So I didn’t love Jasper Jones by Craig Silvey as much as I thought I would *ducks for cover as Australian-literature fans start chucking stuff at me*.
Jasper Jones is set in a small Australian mining town in 1965. The story is told from the perspective of Charlie Bucktin, a surprisingly articulate boy of thirteen, who is startled by an urgent knock on his window one night. His visitor is Jasper Jones, a part-Aboriginal boy and a branded trouble-maker.
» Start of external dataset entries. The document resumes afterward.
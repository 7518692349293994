// SPDX-License-Identifier: LGPL-2.1-or-later
// Copyright (C) 2025 Shahzad A. Bhatti <bhatti@plexobject.com>
//
// This file is part of RowLease.
//
// RowLease is free software: you can redistribute it and/or modify
// it under the terms of the GNU Lesser General Public License as published by
// the Free Software Foundation, either version 2.1 of the License, or
// (at your option) any later version.
//
// RowLease is distributed in the hope that it will be useful,
// but WITHOUT ANY WARRANTY; without even the implied warranty of
// MERCHANTABILITY or FITNESS FOR A PARTICULAR PURPOSE. See the
// GNU Lesser General Public License for more details.
//
// You should have received a copy of the GNU Lesser General Public License
// along with RowLease. If not, see <https://www.gnu.org/licenses/>.

//! Lock manager configuration.
//!
//! ## Environment Variables
//! - `ROWLEASE_LOCK_TABLE` - lock namespace / table name
//! - `ROWLEASE_LEASE_SECS` - lease duration in seconds (default: 10)
//! - `ROWLEASE_RELEASE_GRACE_MS` - delay before a released lock is purged
//!   from the owned list (default: 1000)

use std::env;
use std::time::Duration;

/// Default lease length in seconds.
pub const DEFAULT_LEASE_DURATION_SECS: u32 = 10;

/// Default delay between a release and purging the owned entry.
pub const DEFAULT_RELEASE_GRACE: Duration = Duration::from_secs(1);

/// Settings for one [`LockManager`](crate::LockManager) instance.
#[derive(Debug, Clone, PartialEq, Eq)]
pub struct LockManagerConfig {
    /// Lock namespace (table/collection name). Required.
    pub table_name: String,
    /// Lease length written into every record.
    pub lease_duration_secs: u32,
    /// Grace delay before a released key leaves the owned list.
    pub release_grace: Duration,
    /// Diagnostic metadata written as `createdByHost`.
    pub host: String,
    /// Diagnostic metadata written as `createdByUser`.
    pub user: String,
}

impl Default for LockManagerConfig {
    fn default() -> Self {
        Self {
            table_name: String::new(),
            lease_duration_secs: DEFAULT_LEASE_DURATION_SECS,
            release_grace: DEFAULT_RELEASE_GRACE,
            host: default_host(),
            user: default_user(),
        }
    }
}

impl LockManagerConfig {
    /// Load configuration from environment variables, falling back to
    /// defaults for anything unset or unparsable.
    pub fn from_env() -> Self {
        let defaults = Self::default();

        let table_name = env::var("ROWLEASE_LOCK_TABLE").unwrap_or_default();

        let lease_duration_secs = env::var("ROWLEASE_LEASE_SECS")
            .ok()
            .and_then(|s| s.parse().ok())
            .filter(|secs: &u32| *secs > 0)
            .unwrap_or(defaults.lease_duration_secs);

        let release_grace = env::var("ROWLEASE_RELEASE_GRACE_MS")
            .ok()
            .and_then(|s| s.parse().ok())
            .map(Duration::from_millis)
            .unwrap_or(defaults.release_grace);

        Self {
            table_name,
            lease_duration_secs,
            release_grace,
            ..defaults
        }
    }

    /// Lease length as a `Duration`.
    pub fn lease_duration(&self) -> Duration {
        Duration::from_secs(u64::from(self.lease_duration_secs))
    }

    /// Heartbeat period: renew at the lease's mid-life.
    pub fn renewal_period(&self) -> Duration {
        self.lease_duration() / 2
    }
}

fn default_host() -> String {
    hostname::get()
        .ok()
        .and_then(|h| h.into_string().ok())
        .unwrap_or_else(|| "unknown".to_string())
}

fn default_user() -> String {
    env::var("USER")
        .or_else(|_| env::var("USERNAME"))
        .unwrap_or_else(|_| "unknown".to_string())
}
“Jasper Jones has a terrible reputation in Corrigan. He’s a Thief, a Liar, a Thug, a Truant. He’s lazy and unreliable. He’s a feral and an orphan, or as good as… He’s the rotten model that parents hold aloft as a warning.”
Jasper needs Charlie’s help – for what, becomes the main plot of the story.
“This night has pickpocketed me of precious things I can’t ever get back. I feel robbed, but I don’t feel cheated by Jasper Jones. It’s a curious emptiness. Like when you move to a new house and there’s no furniture nor familiar walls, the same sort of weird alloy of abandonment and upheaval.”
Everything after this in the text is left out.